*What is required:*
What lines in the records below hold the string "Copy"? Please show them.
----- Available data -----
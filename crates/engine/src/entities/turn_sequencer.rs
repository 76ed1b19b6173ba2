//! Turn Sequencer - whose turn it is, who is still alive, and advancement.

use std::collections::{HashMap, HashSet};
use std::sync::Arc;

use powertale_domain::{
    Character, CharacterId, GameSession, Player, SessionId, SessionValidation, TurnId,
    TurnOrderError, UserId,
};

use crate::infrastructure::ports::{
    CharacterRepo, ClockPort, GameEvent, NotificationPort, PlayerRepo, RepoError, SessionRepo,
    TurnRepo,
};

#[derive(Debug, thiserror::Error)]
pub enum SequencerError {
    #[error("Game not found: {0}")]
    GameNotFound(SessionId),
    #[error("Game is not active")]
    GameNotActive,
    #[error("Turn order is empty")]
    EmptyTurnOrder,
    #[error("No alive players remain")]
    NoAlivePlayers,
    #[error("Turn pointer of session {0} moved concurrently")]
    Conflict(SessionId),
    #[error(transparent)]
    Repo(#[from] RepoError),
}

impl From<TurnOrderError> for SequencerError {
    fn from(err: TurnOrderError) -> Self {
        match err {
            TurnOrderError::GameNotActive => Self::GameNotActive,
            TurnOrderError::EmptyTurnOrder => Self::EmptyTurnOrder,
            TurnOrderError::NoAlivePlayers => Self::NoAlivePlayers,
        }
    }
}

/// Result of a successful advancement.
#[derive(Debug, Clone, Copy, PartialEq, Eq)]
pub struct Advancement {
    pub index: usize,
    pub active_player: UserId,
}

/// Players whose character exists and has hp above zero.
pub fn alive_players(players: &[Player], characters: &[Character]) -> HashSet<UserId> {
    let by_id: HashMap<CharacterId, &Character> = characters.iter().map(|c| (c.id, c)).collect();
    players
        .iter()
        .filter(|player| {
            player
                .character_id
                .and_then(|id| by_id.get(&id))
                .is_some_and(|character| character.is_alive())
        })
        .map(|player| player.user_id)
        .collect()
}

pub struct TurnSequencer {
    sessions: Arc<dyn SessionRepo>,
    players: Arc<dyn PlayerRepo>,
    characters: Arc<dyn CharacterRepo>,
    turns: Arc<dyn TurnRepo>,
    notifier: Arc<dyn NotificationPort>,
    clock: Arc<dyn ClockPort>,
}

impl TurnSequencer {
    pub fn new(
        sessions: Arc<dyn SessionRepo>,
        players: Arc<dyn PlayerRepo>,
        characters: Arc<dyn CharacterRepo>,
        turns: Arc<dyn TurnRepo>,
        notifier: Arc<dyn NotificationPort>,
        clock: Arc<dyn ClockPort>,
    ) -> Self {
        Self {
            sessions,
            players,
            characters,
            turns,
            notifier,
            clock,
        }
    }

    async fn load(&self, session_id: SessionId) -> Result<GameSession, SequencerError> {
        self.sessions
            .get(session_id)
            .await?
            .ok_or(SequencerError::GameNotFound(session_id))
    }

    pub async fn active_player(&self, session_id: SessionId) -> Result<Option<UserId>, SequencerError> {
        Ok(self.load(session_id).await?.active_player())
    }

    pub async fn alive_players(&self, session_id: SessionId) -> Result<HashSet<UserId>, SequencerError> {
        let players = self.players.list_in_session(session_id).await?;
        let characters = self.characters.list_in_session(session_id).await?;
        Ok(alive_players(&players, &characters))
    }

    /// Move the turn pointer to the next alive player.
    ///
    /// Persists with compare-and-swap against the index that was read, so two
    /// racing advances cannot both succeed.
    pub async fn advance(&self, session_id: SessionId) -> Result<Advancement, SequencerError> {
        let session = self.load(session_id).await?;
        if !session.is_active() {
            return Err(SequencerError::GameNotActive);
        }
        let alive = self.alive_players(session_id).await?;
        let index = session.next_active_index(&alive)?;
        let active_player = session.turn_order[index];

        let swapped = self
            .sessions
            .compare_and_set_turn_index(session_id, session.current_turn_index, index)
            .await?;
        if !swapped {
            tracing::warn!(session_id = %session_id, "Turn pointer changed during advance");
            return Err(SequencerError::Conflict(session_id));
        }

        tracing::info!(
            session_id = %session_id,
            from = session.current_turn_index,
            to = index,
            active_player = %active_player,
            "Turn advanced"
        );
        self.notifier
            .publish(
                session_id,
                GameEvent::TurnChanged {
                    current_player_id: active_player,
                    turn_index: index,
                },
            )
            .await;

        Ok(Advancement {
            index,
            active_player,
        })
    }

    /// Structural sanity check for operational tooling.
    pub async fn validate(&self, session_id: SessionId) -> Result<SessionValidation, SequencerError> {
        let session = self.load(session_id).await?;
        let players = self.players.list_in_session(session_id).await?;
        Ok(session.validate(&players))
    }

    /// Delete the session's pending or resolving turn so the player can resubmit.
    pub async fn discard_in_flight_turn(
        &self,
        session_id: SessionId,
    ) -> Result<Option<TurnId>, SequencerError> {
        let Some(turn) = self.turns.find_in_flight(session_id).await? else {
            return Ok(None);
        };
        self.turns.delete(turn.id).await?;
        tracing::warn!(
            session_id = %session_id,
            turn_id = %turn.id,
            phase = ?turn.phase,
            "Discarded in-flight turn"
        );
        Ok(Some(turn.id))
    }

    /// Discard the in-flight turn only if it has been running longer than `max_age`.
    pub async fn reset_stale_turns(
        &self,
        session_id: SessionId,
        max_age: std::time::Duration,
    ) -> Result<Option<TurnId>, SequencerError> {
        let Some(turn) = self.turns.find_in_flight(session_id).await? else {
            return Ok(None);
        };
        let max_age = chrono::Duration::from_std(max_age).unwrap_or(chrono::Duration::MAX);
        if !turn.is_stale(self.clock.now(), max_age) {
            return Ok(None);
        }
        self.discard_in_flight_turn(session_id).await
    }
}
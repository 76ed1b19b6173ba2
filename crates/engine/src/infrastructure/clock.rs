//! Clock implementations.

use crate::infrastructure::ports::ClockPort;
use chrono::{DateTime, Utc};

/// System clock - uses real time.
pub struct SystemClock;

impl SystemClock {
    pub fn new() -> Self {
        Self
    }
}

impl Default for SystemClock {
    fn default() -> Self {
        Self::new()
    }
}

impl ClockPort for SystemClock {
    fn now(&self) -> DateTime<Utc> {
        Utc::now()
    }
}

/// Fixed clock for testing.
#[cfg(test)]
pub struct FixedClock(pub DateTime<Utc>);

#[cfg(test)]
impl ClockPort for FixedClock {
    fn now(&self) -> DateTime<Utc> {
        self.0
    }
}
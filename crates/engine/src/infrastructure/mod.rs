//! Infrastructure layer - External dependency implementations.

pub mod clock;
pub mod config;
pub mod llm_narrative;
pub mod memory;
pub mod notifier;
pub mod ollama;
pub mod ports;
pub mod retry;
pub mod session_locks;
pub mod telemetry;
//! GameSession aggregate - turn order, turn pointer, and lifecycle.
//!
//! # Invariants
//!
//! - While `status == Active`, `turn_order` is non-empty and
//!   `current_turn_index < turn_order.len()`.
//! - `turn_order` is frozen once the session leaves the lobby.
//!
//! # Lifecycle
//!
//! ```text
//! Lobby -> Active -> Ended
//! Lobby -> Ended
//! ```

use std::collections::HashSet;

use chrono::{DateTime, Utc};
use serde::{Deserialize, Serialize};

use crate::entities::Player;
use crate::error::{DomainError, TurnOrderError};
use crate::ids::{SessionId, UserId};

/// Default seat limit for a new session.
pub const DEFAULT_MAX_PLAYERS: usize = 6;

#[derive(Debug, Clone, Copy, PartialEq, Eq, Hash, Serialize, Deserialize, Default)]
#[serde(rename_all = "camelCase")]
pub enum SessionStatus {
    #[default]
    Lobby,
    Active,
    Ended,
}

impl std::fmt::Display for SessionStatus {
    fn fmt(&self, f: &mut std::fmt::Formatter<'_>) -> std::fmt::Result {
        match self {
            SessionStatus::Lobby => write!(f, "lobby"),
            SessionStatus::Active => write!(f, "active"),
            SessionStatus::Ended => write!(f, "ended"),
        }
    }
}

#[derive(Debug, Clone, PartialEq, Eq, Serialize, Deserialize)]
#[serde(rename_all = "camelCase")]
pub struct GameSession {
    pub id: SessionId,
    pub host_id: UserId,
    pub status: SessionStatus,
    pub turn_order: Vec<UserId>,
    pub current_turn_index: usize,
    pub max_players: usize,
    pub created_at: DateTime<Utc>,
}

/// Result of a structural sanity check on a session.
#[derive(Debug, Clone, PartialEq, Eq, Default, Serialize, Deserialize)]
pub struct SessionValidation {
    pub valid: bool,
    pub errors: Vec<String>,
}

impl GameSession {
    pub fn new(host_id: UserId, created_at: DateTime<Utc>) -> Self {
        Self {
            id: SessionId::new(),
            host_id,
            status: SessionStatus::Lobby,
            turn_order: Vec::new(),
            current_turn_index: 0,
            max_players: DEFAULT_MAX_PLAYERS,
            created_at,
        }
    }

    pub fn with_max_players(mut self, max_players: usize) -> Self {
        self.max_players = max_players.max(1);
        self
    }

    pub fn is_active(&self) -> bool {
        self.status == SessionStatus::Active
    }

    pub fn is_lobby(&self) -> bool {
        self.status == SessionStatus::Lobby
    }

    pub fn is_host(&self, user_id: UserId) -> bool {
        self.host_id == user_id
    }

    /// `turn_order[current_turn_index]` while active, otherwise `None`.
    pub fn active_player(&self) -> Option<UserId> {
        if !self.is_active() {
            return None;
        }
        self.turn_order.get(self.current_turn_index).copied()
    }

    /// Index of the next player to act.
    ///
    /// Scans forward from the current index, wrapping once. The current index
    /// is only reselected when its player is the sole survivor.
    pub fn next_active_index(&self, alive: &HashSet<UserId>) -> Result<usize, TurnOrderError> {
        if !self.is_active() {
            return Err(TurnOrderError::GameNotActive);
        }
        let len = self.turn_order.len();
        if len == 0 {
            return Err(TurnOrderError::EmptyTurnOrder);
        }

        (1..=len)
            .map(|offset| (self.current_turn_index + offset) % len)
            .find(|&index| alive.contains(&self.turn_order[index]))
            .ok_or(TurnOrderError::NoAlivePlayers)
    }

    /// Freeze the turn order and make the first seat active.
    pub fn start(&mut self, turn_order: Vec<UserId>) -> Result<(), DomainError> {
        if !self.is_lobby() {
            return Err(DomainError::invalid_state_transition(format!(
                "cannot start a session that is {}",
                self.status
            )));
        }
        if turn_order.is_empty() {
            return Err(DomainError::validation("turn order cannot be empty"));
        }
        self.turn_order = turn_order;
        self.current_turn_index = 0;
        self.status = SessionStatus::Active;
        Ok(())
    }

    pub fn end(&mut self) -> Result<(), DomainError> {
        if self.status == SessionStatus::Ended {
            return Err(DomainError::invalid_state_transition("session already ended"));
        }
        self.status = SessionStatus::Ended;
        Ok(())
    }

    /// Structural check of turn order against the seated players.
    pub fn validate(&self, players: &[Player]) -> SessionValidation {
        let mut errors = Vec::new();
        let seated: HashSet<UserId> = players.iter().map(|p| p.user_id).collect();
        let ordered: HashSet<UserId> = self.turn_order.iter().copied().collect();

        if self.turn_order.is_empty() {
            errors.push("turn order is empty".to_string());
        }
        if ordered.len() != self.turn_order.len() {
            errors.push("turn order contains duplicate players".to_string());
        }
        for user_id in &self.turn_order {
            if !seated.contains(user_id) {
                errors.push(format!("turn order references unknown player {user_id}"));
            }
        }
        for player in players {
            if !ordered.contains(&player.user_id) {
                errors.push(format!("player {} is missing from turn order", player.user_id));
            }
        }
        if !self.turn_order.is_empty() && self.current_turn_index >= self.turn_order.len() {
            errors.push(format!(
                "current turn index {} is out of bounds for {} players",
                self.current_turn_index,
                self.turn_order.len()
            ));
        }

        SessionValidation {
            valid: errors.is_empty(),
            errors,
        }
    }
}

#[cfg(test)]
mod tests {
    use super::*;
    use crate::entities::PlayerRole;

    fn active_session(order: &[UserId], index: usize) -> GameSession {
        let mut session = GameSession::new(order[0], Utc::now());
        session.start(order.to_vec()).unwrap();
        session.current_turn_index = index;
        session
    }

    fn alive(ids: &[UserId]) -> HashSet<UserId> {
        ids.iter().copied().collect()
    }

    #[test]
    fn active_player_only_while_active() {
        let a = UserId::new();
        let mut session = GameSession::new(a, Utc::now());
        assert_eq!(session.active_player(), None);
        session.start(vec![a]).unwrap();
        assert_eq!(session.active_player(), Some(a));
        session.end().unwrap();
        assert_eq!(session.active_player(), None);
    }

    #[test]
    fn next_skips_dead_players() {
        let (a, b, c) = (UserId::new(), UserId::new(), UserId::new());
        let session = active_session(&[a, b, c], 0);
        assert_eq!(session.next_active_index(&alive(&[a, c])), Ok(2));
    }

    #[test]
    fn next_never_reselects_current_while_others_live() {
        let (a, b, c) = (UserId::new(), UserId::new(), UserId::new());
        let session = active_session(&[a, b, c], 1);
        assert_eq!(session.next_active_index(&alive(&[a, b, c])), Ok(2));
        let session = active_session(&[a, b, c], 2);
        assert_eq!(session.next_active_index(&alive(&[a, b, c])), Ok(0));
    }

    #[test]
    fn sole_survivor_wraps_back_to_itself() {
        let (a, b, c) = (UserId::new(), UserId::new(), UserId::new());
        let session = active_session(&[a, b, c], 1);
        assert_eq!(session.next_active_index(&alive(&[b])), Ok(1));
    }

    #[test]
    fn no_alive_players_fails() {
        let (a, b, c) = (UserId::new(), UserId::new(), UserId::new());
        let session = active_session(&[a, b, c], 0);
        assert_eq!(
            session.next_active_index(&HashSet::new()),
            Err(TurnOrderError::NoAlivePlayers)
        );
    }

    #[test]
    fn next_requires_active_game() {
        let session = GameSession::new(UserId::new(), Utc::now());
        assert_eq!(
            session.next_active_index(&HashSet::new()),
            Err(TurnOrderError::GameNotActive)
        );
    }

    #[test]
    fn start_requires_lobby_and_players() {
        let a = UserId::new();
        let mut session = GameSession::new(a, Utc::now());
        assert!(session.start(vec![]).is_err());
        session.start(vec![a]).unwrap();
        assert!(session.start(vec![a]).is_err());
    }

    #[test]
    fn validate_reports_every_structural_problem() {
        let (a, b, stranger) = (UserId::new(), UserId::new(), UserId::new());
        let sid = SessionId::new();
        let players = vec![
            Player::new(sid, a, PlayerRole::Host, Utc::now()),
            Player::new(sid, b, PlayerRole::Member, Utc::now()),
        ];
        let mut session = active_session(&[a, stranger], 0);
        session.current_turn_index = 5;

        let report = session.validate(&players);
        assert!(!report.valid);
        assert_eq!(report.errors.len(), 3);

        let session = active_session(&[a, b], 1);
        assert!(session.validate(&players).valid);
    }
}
-----
*Exercise result:*
#[derive(Debug, Clone, Copy, PartialEq, Eq)]
#[derive(Debug, Clone, Copy, PartialEq, Eq, Hash, Serialize, Deserialize, Default)]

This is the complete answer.